Building the systems our team needed to deliver user-centered work at scale
- My Role: DesignOps and UX Lead
- Project Duration: 2 years (+9 month contract extension)
- The Team: A newly formed cross-functional UX team (design, research, content strategy)
Background
In 2022, Aleut Information Technology was awarded the USDA Farm Production and Conservation (FPAC) Web Modernization Program, a multi-year initiative to redesign and modernize several public-facing agency websites. The work included improving information architecture, meeting federal accessibility standards, applying user-centered design practices, and aligning the experiences of FSA, RMA, NRCS, and the FPAC Business Center.
To deliver this program, Aleut assembled a fully remote team spanning UX, research, content strategy, and development. It was the first time this group had worked together, and the program represented Aleut’s first large-scale, user-centered design engagement for a federal client.
Challenge
The FPAC Web Modernization Program required a strong human-centered approach grounded in user research, iterative design, and close collaboration across agencies. But since this was Aleut’s first human-centered design program, there were no existing processes, standards, or workflows in place to support that way of working. We needed to create them.
With limited time available, I facilitated the creation of our DesignOps framework, in parallel with our initial discovery research. The operational foundation had to:
- Be lightweight enough for the team to use immediately
- Remain scalable across multiple agency sites
- Stay repeatable as each redesign moved through the program
- Support a consistent UCD approach across teams and agencies
Solution
We created a lightweight DesignOps framework that the team could use immediately and that would scale across all FPAC agencies. I led the effort by drafting the initial structure, sharing it with the team, and iterating quickly based on what we needed most during discovery. This ensured the framework reflected both program requirements and real team input.

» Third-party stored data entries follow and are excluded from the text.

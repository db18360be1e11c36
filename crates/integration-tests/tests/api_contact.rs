//! Integration tests for contact messages, chatbot, and content surfaces.
//!
//! Run with `-- --ignored` against a running server.

use reqwest::StatusCode;
use serde_json::{Value, json};

use cyna_integration_tests::{base_url, client, unique_email};

#[tokio::test]
#[ignore = "Requires running server"]
async fn test_submit_contact_message_is_public() {
    let resp = client()
        .post(format!("{}/api/contact-messages", base_url()))
        .json(&json!({
            "email": unique_email("contact"),
            "subject": "Invoice question",
            "body": "Could you re-send invoice #42?"
        }))
        .send()
        .await
        .expect("request failed");

    assert_eq!(resp.status(), StatusCode::CREATED);

    let body: Value = resp.json().await.expect("invalid json");
    assert_eq!(body["status"], "open");
}

#[tokio::test]
#[ignore = "Requires running server"]
async fn test_submit_contact_message_invalid_email_returns_400() {
    let resp = client()
        .post(format!("{}/api/contact-messages", base_url()))
        .json(&json!({
            "email": "not-an-email",
            "subject": "Hi",
            "body": "Hello"
        }))
        .send()
        .await
        .expect("request failed");

    assert_eq!(resp.status(), StatusCode::BAD_REQUEST);
}

#[tokio::test]
#[ignore = "Requires running server"]
async fn test_list_contact_messages_without_session_returns_401() {
    let resp = client()
        .get(format!("{}/api/contact-messages", base_url()))
        .send()
        .await
        .expect("request failed");

    assert_eq!(resp.status(), StatusCode::UNAUTHORIZED);
}

#[tokio::test]
#[ignore = "Requires running server"]
async fn test_chatbot_replies_to_order_question() {
    let resp = client()
        .post(format!("{}/api/chatbot/messages", base_url()))
        .json(&json!({"message": "where is my order?"}))
        .send()
        .await
        .expect("request failed");

    assert_eq!(resp.status(), StatusCode::OK);

    let body: Value = resp.json().await.expect("invalid json");
    assert!(body["text"].as_str().is_some_and(|t| !t.is_empty()));
}

#[tokio::test]
#[ignore = "Requires running server"]
async fn test_chatbot_empty_message_returns_400() {
    let resp = client()
        .post(format!("{}/api/chatbot/messages", base_url()))
        .json(&json!({"message": "   "}))
        .send()
        .await
        .expect("request failed");

    assert_eq!(resp.status(), StatusCode::BAD_REQUEST);
}

#[tokio::test]
#[ignore = "Requires running server"]
async fn test_hero_carousel_is_public() {
    let resp = client()
        .get(format!("{}/api/hero-carousel", base_url()))
        .send()
        .await
        .expect("request failed");

    assert_eq!(resp.status(), StatusCode::OK);
}

#[tokio::test]
#[ignore = "Requires running server"]
async fn test_hero_carousel_create_without_session_returns_401() {
    let resp = client()
        .post(format!("{}/api/hero-carousel", base_url()))
        .json(&json!({"title": "Nope", "image_url": "/x.jpg"}))
        .send()
        .await
        .expect("request failed");

    assert_eq!(resp.status(), StatusCode::UNAUTHORIZED);
}

#[tokio::test]
#[ignore = "Requires running server"]
async fn test_dashboard_without_session_returns_401() {
    let resp = client()
        .get(format!("{}/api/dashboard", base_url()))
        .send()
        .await
        .expect("request failed");

    assert_eq!(resp.status(), StatusCode::UNAUTHORIZED);
}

The framework established a shared workflow that clarified how research, content strategy, and design moved through the program. I introduced a simple intake path so requests were handled consistently and had clear ownership as work increased across agencies. I also defined the core research practices we relied on, including planning templates, interview guides, consent language, and a repeatable structure for synthesizing findings.
To support consistency across a newly formed team, I created documentation standards for IA, content modeling, wireframes, and cross-functional collaboration. I also introduced a predictable design review process that aligned expectations and reduced late changes. Because the team was fully remote, I set up lightweight communication rhythms and a basic capacity view so everyone understood priorities, ownership, and upcoming work.
Outcomes
The new DesignOps framework gave the team a clear, shared way of working, which strengthened collaboration across research, design, content, and development. With consistent workflows and expectations in place, the team could focus more on the quality of the work instead of navigating process gaps or inventing their own approaches. It also improved communication and alignment for a fully remote team that had not worked together before.
The framework proved scalable as we moved from one agency site to the next. Instead of rebuilding our approach for each redesign, we applied the same core structure across FSA, RMA, NRCS, and FPAC BC, adapting it only where needed. This consistency reduced confusion, supported predictable planning, and helped the broader program maintain momentum as new phases began.